══ Recorded information

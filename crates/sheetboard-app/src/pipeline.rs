// Copyright 2026 Phillip Cloud
// Licensed under the Apache License, Version 2.0

use std::cmp::Ordering;
use std::collections::BTreeSet;

use serde::{Deserialize, Serialize};

use crate::classify::{RowClass, UrgencyWindow, classify_row, status_value};
use crate::model::{CellValue, Column, Row, Table, normalize};
use crate::roles::{ResolvedRoles, RoleLabels, RoleMap, resolve_columns};

#[derive(Debug, Clone, Copy, PartialEq, Eq, Serialize, Deserialize)]
pub enum SortDirection {
    Asc,
    Desc,
}

impl SortDirection {
    pub const fn as_str(self) -> &'static str {
        match self {
            Self::Asc => "asc",
            Self::Desc => "desc",
        }
    }

    pub fn parse(value: &str) -> Option<Self> {
        match value.trim().to_ascii_lowercase().as_str() {
            "asc" => Some(Self::Asc),
            "desc" => Some(Self::Desc),
            _ => None,
        }
    }

    fn apply(self, ordering: Ordering) -> Ordering {
        match self {
            Self::Asc => ordering,
            Self::Desc => ordering.reverse(),
        }
    }
}

#[derive(Debug, Clone, PartialEq, Eq)]
pub enum SortField {
    Status,
    Priority,
    Due,
    Timestamp,
    Column(String),
}

impl SortField {
    pub fn parse(value: &str) -> Option<Self> {
        let trimmed = value.trim();
        if let Some(label) = trimmed.strip_prefix("column:") {
            let label = normalize(label);
            return (!label.is_empty()).then_some(Self::Column(label));
        }
        match trimmed.to_ascii_lowercase().as_str() {
            "status" => Some(Self::Status),
            "priority" => Some(Self::Priority),
            "due" | "needed_by" => Some(Self::Due),
            "timestamp" => Some(Self::Timestamp),
            _ => None,
        }
    }
}

#[derive(Debug, Clone, PartialEq, Eq)]
pub struct SortTerm {
    pub field: SortField,
    pub direction: SortDirection,
}

impl SortTerm {
    pub const fn asc(field: SortField) -> Self {
        Self {
            field,
            direction: SortDirection::Asc,
        }
    }

    pub const fn desc(field: SortField) -> Self {
        Self {
            field,
            direction: SortDirection::Desc,
        }
    }
}

/// Status, then earliest due date, then oldest request.
pub fn action_sort() -> Vec<SortTerm> {
    vec![
        SortTerm::asc(SortField::Status),
        SortTerm::asc(SortField::Due),
        SortTerm::asc(SortField::Timestamp),
    ]
}

/// Hot first, then status, then oldest request.
pub fn priority_first_sort() -> Vec<SortTerm> {
    vec![
        SortTerm::asc(SortField::Priority),
        SortTerm::asc(SortField::Status),
        SortTerm::asc(SortField::Timestamp),
    ]
}

pub fn feed_sort() -> Vec<SortTerm> {
    vec![SortTerm::desc(SortField::Timestamp)]
}

pub fn default_hidden_statuses() -> BTreeSet<String> {
    BTreeSet::from(["DONE".to_owned()])
}

#[derive(Debug, Clone, PartialEq, Eq)]
pub struct ViewConfig {
    pub name: String,
    pub table_id: String,
    pub count_label: String,
    /// Column positions to show, in order. Empty shows every column.
    pub visible_columns: Vec<usize>,
    pub sort: Vec<SortTerm>,
    pub hide_statuses: BTreeSet<String>,
    pub urgency: UrgencyWindow,
    pub roles: RoleLabels,
    pub auto_scroll: bool,
}

impl ViewConfig {
    pub fn action_items(name: impl Into<String>, table_id: impl Into<String>) -> Self {
        Self {
            name: name.into(),
            table_id: table_id.into(),
            count_label: "items".to_owned(),
            visible_columns: Vec::new(),
            sort: action_sort(),
            hide_statuses: default_hidden_statuses(),
            urgency: UrgencyWindow::WEEK,
            roles: RoleLabels::default(),
            auto_scroll: false,
        }
    }

    pub fn feed(name: impl Into<String>, table_id: impl Into<String>) -> Self {
        Self {
            count_label: "notes".to_owned(),
            sort: feed_sort(),
            auto_scroll: true,
            ..Self::action_items(name, table_id)
        }
    }

    pub fn hides_status(&self, normalized_status: &str) -> bool {
        self.hide_statuses.contains(normalized_status)
    }
}

#[derive(Debug, Clone, PartialEq)]
pub struct ClassifiedRow {
    pub source_index: usize,
    pub row: Row,
    pub class: RowClass,
}

#[derive(Debug, Clone, PartialEq)]
pub struct TransformedView {
    pub columns: Vec<Column>,
    pub visible_columns: Vec<usize>,
    pub role_map: RoleMap,
    pub roles: ResolvedRoles,
    pub rows: Vec<ClassifiedRow>,
    pub hidden_count: usize,
}

pub fn transform(table: &Table, config: &ViewConfig, today: i64) -> TransformedView {
    let role_map = resolve_columns(table.columns());
    let roles = role_map.roles(&config.roles);

    let mut rows = Vec::with_capacity(table.row_count());
    let mut hidden_count = 0;
    for (source_index, row) in table.rows().iter().enumerate() {
        if status_value(row, &roles).is_some_and(|status| config.hides_status(&status)) {
            hidden_count += 1;
            continue;
        }
        rows.push(ClassifiedRow {
            source_index,
            row: row.clone(),
            class: classify_row(row, &roles, &config.urgency, today),
        });
    }

    sort_rows(&mut rows, &config.sort, &role_map);

    let visible_columns = if config.visible_columns.is_empty() {
        (0..table.column_count()).collect()
    } else {
        config.visible_columns.clone()
    };

    TransformedView {
        columns: table.columns().to_vec(),
        visible_columns,
        role_map,
        roles,
        rows,
        hidden_count,
    }
}

/// Stable: rows equal on every term keep their fetch order.
pub fn sort_rows(rows: &mut [ClassifiedRow], terms: &[SortTerm], role_map: &RoleMap) {
    if terms.is_empty() {
        return;
    }
    let column_indices = terms
        .iter()
        .map(|term| match &term.field {
            SortField::Column(label) => role_map.index_of(label),
            _ => None,
        })
        .collect::<Vec<_>>();

    rows.sort_by(|left, right| compare_rows(left, right, terms, &column_indices));
}

pub fn compare_rows(
    left: &ClassifiedRow,
    right: &ClassifiedRow,
    terms: &[SortTerm],
    column_indices: &[Option<usize>],
) -> Ordering {
    for (index, term) in terms.iter().enumerate() {
        let ordering = match &term.field {
            SortField::Status => term
                .direction
                .apply(left.class.status_rank.cmp(&right.class.status_rank)),
            SortField::Priority => term
                .direction
                .apply(left.class.priority_rank.cmp(&right.class.priority_rank)),
            SortField::Due => {
                compare_present_first(left.class.due, right.class.due, term.direction)
            }
            SortField::Timestamp => compare_present_first(
                left.class.timestamp,
                right.class.timestamp,
                term.direction,
            ),
            SortField::Column(_) => column_indices
                .get(index)
                .copied()
                .flatten()
                .map_or(Ordering::Equal, |column| {
                    compare_cells(left.row.cell(column), right.row.cell(column), term.direction)
                }),
        };
        if ordering != Ordering::Equal {
            return ordering;
        }
    }
    Ordering::Equal
}

/// Missing values sort after present ones in either direction.
fn compare_present_first<T: Ord>(
    left: Option<T>,
    right: Option<T>,
    direction: SortDirection,
) -> Ordering {
    match (left, right) {
        (Some(left), Some(right)) => direction.apply(left.cmp(&right)),
        (Some(_), None) => Ordering::Less,
        (None, Some(_)) => Ordering::Greater,
        (None, None) => Ordering::Equal,
    }
}

fn compare_cells(left: &CellValue, right: &CellValue, direction: SortDirection) -> Ordering {
    match (left, right) {
        (CellValue::Empty, CellValue::Empty) => Ordering::Equal,
        (CellValue::Empty, _) => Ordering::Greater,
        (_, CellValue::Empty) => Ordering::Less,
        (CellValue::Number(left), CellValue::Number(right)) => {
            direction.apply(left.total_cmp(right))
        }
        _ => direction.apply(left.normalized().cmp(&right.normalized())),
    }
}
// Copyright 2026 Phillip Cloud
// Licensed under the Apache License, Version 2.0

use std::time::Duration;

use serde::{Deserialize, Serialize};
use time::PrimitiveDateTime;

use crate::error::SourceError;
use crate::pipeline::{TransformedView, ViewConfig};
use crate::scroll::AutoScroll;
use crate::snapshot::ViewSnapshot;

#[derive(Debug, Clone, Copy, PartialEq, Eq, Default, Serialize, Deserialize)]
#[serde(rename_all = "kebab-case")]
pub enum LayoutMode {
    #[default]
    SideBySide,
    Stacked,
}

impl LayoutMode {
    pub const fn toggled(self) -> Self {
        match self {
            Self::SideBySide => Self::Stacked,
            Self::Stacked => Self::SideBySide,
        }
    }

    pub const fn as_str(self) -> &'static str {
        match self {
            Self::SideBySide => "side-by-side",
            Self::Stacked => "stacked",
        }
    }
}

#[derive(Debug, Clone, PartialEq)]
pub struct ViewState {
    pub config: ViewConfig,
    pub snapshot: ViewSnapshot,
    pub scroll: AutoScroll,
}

impl ViewState {
    pub fn new(config: ViewConfig, rows_per_second: f64) -> Self {
        Self {
            snapshot: ViewSnapshot::loading(&config),
            scroll: AutoScroll::new(config.auto_scroll, rows_per_second),
            config,
        }
    }
}

#[derive(Debug, Clone, PartialEq)]
pub struct BoardState {
    pub title: String,
    pub views: Vec<ViewState>,
    pub active_view: usize,
    pub layout: LayoutMode,
    pub maximized: bool,
    pub hovered_view: Option<usize>,
    pub refreshing: bool,
    pub last_refresh: Option<PrimitiveDateTime>,
    pub last_error: Option<String>,
    pub status_line: Option<String>,
}

#[derive(Debug, Clone, Copy, PartialEq, Eq)]
pub enum BoardCommand {
    NextView,
    PrevView,
    SelectView(usize),
    ToggleMaximize,
    ToggleLayout,
    TogglePause,
    Hover(Option<usize>),
    RefreshStarted,
    RefreshSkipped,
    ClearStatus,
}

#[derive(Debug, Clone, PartialEq, Eq)]
pub enum BoardEvent {
    ActiveViewChanged(usize),
    MaximizeChanged(bool),
    LayoutChanged(LayoutMode),
    PauseChanged { view: usize, paused: bool },
    HoverChanged(Option<usize>),
    RefreshStarted,
    RefreshSkipped,
    ViewsUpdated,
    CycleFailed(String),
    StatusUpdated(String),
    StatusCleared,
}

impl BoardState {
    pub fn new(
        title: impl Into<String>,
        views: Vec<ViewConfig>,
        layout: LayoutMode,
        rows_per_second: f64,
    ) -> Self {
        Self {
            title: title.into(),
            views: views
                .into_iter()
                .map(|config| ViewState::new(config, rows_per_second))
                .collect(),
            active_view: 0,
            layout,
            maximized: false,
            hovered_view: None,
            refreshing: false,
            last_refresh: None,
            last_error: None,
            status_line: None,
        }
    }

    pub fn view_configs(&self) -> Vec<ViewConfig> {
        self.views.iter().map(|view| view.config.clone()).collect()
    }

    pub fn snapshots(&self) -> Vec<&ViewSnapshot> {
        self.views.iter().map(|view| &view.snapshot).collect()
    }

    /// Views drawn in the body, in layout order.
    pub fn visible_views(&self) -> Vec<usize> {
        if self.maximized && self.active_view < self.views.len() {
            vec![self.active_view]
        } else {
            (0..self.views.len()).collect()
        }
    }

    pub fn dispatch(&mut self, command: BoardCommand) -> Vec<BoardEvent> {
        match command {
            BoardCommand::NextView => self.rotate_view(1),
            BoardCommand::PrevView => self.rotate_view(-1),
            BoardCommand::SelectView(index) => {
                if index >= self.views.len() || index == self.active_view {
                    return Vec::new();
                }
                self.active_view = index;
                vec![BoardEvent::ActiveViewChanged(index)]
            }
            BoardCommand::ToggleMaximize => {
                self.maximized = !self.maximized;
                let label = if self.maximized {
                    "maximized"
                } else {
                    "restored"
                };
                vec![
                    BoardEvent::MaximizeChanged(self.maximized),
                    self.set_status(label),
                ]
            }
            BoardCommand::ToggleLayout => {
                self.layout = self.layout.toggled();
                vec![
                    BoardEvent::LayoutChanged(self.layout),
                    self.set_status(self.layout.as_str()),
                ]
            }
            BoardCommand::TogglePause => {
                let view = self.active_view;
                let Some(scroll) = self.views.get_mut(view).map(|state| &mut state.scroll) else {
                    return Vec::new();
                };
                scroll.paused = !scroll.paused;
                let paused = scroll.paused;
                let label = if paused { "scroll paused" } else { "scroll resumed" };
                vec![
                    BoardEvent::PauseChanged { view, paused },
                    self.set_status(label),
                ]
            }
            BoardCommand::Hover(hovered) => {
                let hovered = hovered.filter(|index| *index < self.views.len());
                if hovered == self.hovered_view {
                    return Vec::new();
                }
                self.hovered_view = hovered;
                for (index, view) in self.views.iter_mut().enumerate() {
                    view.scroll.hovered = Some(index) == hovered;
                }
                vec![BoardEvent::HoverChanged(hovered)]
            }
            BoardCommand::RefreshStarted => {
                self.refreshing = true;
                vec![BoardEvent::RefreshStarted]
            }
            BoardCommand::RefreshSkipped => {
                vec![
                    BoardEvent::RefreshSkipped,
                    self.set_status("refresh already in flight"),
                ]
            }
            BoardCommand::ClearStatus => {
                self.status_line = None;
                vec![BoardEvent::StatusCleared]
            }
        }
    }

    /// Replaces every view's snapshot with the outcome of one cycle. A failed
    /// cycle shows the error in every view instead of partial data.
    pub fn apply_cycle(
        &mut self,
        outcome: Result<Vec<TransformedView>, SourceError>,
        finished_at: PrimitiveDateTime,
    ) -> Vec<BoardEvent> {
        self.refreshing = false;
        self.last_refresh = Some(finished_at);
        match outcome {
            Ok(transformed) => {
                for (view, data) in self.views.iter_mut().zip(&transformed) {
                    view.snapshot = ViewSnapshot::from_view(&view.config, data);
                }
                self.last_error = None;
                vec![BoardEvent::ViewsUpdated]
            }
            Err(error) => {
                let message = error.to_string();
                for view in &mut self.views {
                    view.snapshot = ViewSnapshot::failed(&view.snapshot, &message);
                    view.scroll.reset();
                }
                self.last_error = Some(message.clone());
                vec![BoardEvent::CycleFailed(message)]
            }
        }
    }

    /// `viewport_rows(index)` is the number of body rows the renderer can
    /// show for that view. Views not on screen do not move.
    pub fn tick_scroll(&mut self, dt: Duration, viewport_rows: impl Fn(usize) -> usize) {
        for index in self.visible_views() {
            let view = &mut self.views[index];
            let content_rows = view.snapshot.row_count();
            view.scroll.tick(dt, content_rows, viewport_rows(index));
        }
    }

    fn rotate_view(&mut self, delta: isize) -> Vec<BoardEvent> {
        if self.views.is_empty() {
            return Vec::new();
        }
        let len = self.views.len() as isize;
        let next = (self.active_view as isize + delta).rem_euclid(len) as usize;
        self.active_view = next;
        vec![BoardEvent::ActiveViewChanged(next)]
    }

    fn set_status(&mut self, message: &str) -> BoardEvent {
        self.status_line = Some(message.to_owned());
        BoardEvent::StatusUpdated(message.to_owned())
    }
}

#[cfg(test)]
mod tests {
    use super::{BoardCommand, BoardEvent, BoardState, LayoutMode};
    use crate::error::SourceError;
    use crate::model::{CellValue, Column, Table};
    use crate::pipeline::{ViewConfig, transform};
    use crate::snapshot::{COUNT_PLACEHOLDER, ViewBody};
    use anyhow::Result;
    use std::time::Duration;
    use time::macros::datetime;

    fn board() -> BoardState {
        BoardState::new(
            "Shop Board",
            vec![
                ViewConfig::action_items("New Parts", "1"),
                ViewConfig::feed("Live Notes", "2"),
            ],
            LayoutMode::SideBySide,
            1.0,
        )
    }

    fn notes_table(count: usize) -> Result<Table> {
        Ok(Table::new(
            vec![Column::new("Timestamp"), Column::new("Note")],
            (0..count)
                .map(|index| vec![CellValue::Number(46_000.0 + index as f64), CellValue::Empty])
                .collect(),
        )?)
    }

    #[test]
    fn view_rotation_wraps() {
        let mut state = board();
        assert_eq!(
            state.dispatch(BoardCommand::PrevView),
            vec![BoardEvent::ActiveViewChanged(1)]
        );
        assert_eq!(
            state.dispatch(BoardCommand::NextView),
            vec![BoardEvent::ActiveViewChanged(0)]
        );
    }

    #[test]
    fn select_ignores_unknown_and_current_views() {
        let mut state = board();
        assert!(state.dispatch(BoardCommand::SelectView(0)).is_empty());
        assert!(state.dispatch(BoardCommand::SelectView(5)).is_empty());
        assert_eq!(
            state.dispatch(BoardCommand::SelectView(1)),
            vec![BoardEvent::ActiveViewChanged(1)]
        );
    }

    #[test]
    fn maximize_shows_only_the_active_view() {
        let mut state = board();
        assert_eq!(state.visible_views(), vec![0, 1]);
        state.dispatch(BoardCommand::SelectView(1));
        let events = state.dispatch(BoardCommand::ToggleMaximize);
        assert_eq!(events[0], BoardEvent::MaximizeChanged(true));
        assert_eq!(state.visible_views(), vec![1]);
    }

    #[test]
    fn layout_toggle_round_trips() {
        let mut state = board();
        state.dispatch(BoardCommand::ToggleLayout);
        assert_eq!(state.layout, LayoutMode::Stacked);
        assert_eq!(state.status_line.as_deref(), Some("stacked"));
        state.dispatch(BoardCommand::ToggleLayout);
        assert_eq!(state.layout, LayoutMode::SideBySide);
    }

    #[test]
    fn hover_marks_exactly_one_view() {
        let mut state = board();
        assert_eq!(
            state.dispatch(BoardCommand::Hover(Some(1))),
            vec![BoardEvent::HoverChanged(Some(1))]
        );
        assert!(!state.views[0].scroll.hovered);
        assert!(state.views[1].scroll.hovered);
        assert!(state.dispatch(BoardCommand::Hover(Some(1))).is_empty());

        state.dispatch(BoardCommand::Hover(None));
        assert!(state.views.iter().all(|view| !view.scroll.hovered));
    }

    #[test]
    fn pause_applies_to_the_active_view() {
        let mut state = board();
        state.dispatch(BoardCommand::SelectView(1));
        let events = state.dispatch(BoardCommand::TogglePause);
        assert_eq!(
            events[0],
            BoardEvent::PauseChanged {
                view: 1,
                paused: true
            }
        );
        assert!(state.views[1].scroll.paused);
        assert!(!state.views[0].scroll.paused);
    }

    #[test]
    fn successful_cycle_replaces_snapshots() -> Result<()> {
        let mut state = board();
        let configs = state.view_configs();
        let table = notes_table(3)?;
        let transformed = configs
            .iter()
            .map(|config| transform(&table, config, 0))
            .collect();

        state.dispatch(BoardCommand::RefreshStarted);
        assert!(state.refreshing);
        let events = state.apply_cycle(Ok(transformed), datetime!(2026-10-14 9:00));
        assert_eq!(events, vec![BoardEvent::ViewsUpdated]);
        assert!(!state.refreshing);
        assert_eq!(state.views[0].snapshot.count_text, "3 items");
        assert_eq!(state.views[1].snapshot.count_text, "3 notes");
        Ok(())
    }

    #[test]
    fn failed_cycle_shows_error_in_every_view() {
        let mut state = board();
        let error = SourceError::format("2", "no JSON object found");
        let events = state.apply_cycle(Err(error.clone()), datetime!(2026-10-14 9:00));

        assert_eq!(events, vec![BoardEvent::CycleFailed(error.to_string())]);
        for view in &state.views {
            assert_eq!(view.snapshot.count_text, COUNT_PLACEHOLDER);
            assert_eq!(
                view.snapshot.body,
                ViewBody::Error(format!("⚠ {error}"))
            );
        }
        assert_eq!(state.last_error, Some(error.to_string()));
    }

    #[test]
    fn scroll_ticks_only_visible_auto_scroll_views() -> Result<()> {
        let mut state = board();
        let configs = state.view_configs();
        let table = notes_table(20)?;
        let transformed = configs
            .iter()
            .map(|config| transform(&table, config, 0))
            .collect();
        state.apply_cycle(Ok(transformed), datetime!(2026-10-14 9:00));

        state.tick_scroll(Duration::from_secs(3), |_| 5);
        assert_eq!(state.views[0].scroll.row_offset(), 0);
        assert_eq!(state.views[1].scroll.row_offset(), 3);

        state.dispatch(BoardCommand::ToggleMaximize);
        state.tick_scroll(Duration::from_secs(3), |_| 5);
        assert_eq!(state.views[1].scroll.row_offset(), 3);
        Ok(())
    }
}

════

■ What the exercise asks
Having output the line that contains "if let Some(label)", stop. Every line before it, back to the first line of the data, must be reproduced exactly.

■ Written answer
filename crates/sheetboard-app/src/pipeline.rs
// Copyright 2026 Phillip Cloud
// Licensed under the Apache License, Version 2.0

use std::cmp::Ordering;
use std::collections::BTreeSet;

use serde::{Deserialize, Serialize};

use crate::classify::{RowClass, UrgencyWindow, classify_row, status_value};
use crate::model::{CellValue, Column, Row, Table, normalize};
use crate::roles::{ResolvedRoles, RoleLabels, RoleMap, resolve_columns};

#[derive(Debug, Clone, Copy, PartialEq, Eq, Serialize, Deserialize)]
pub enum SortDirection {
    Asc,
    Desc,
}

impl SortDirection {
    pub const fn as_str(self) -> &'static str {
        match self {
            Self::Asc => "asc",
            Self::Desc => "desc",
        }
    }

    pub fn parse(value: &str) -> Option<Self> {
        match value.trim().to_ascii_lowercase().as_str() {
            "asc" => Some(Self::Asc),
            "desc" => Some(Self::Desc),
            _ => None,
        }
    }

    fn apply(self, ordering: Ordering) -> Ordering {
        match self {
            Self::Asc => ordering,
            Self::Desc => ordering.reverse(),
        }
    }
}

#[derive(Debug, Clone, PartialEq, Eq)]
pub enum SortField {
    Status,
    Priority,
    Due,
    Timestamp,
    Column(String),
}

impl SortField {
    pub fn parse(value: &str) -> Option<Self> {
        let trimmed = value.trim();
        if let Some(label) = trimmed.strip_prefix("column:") {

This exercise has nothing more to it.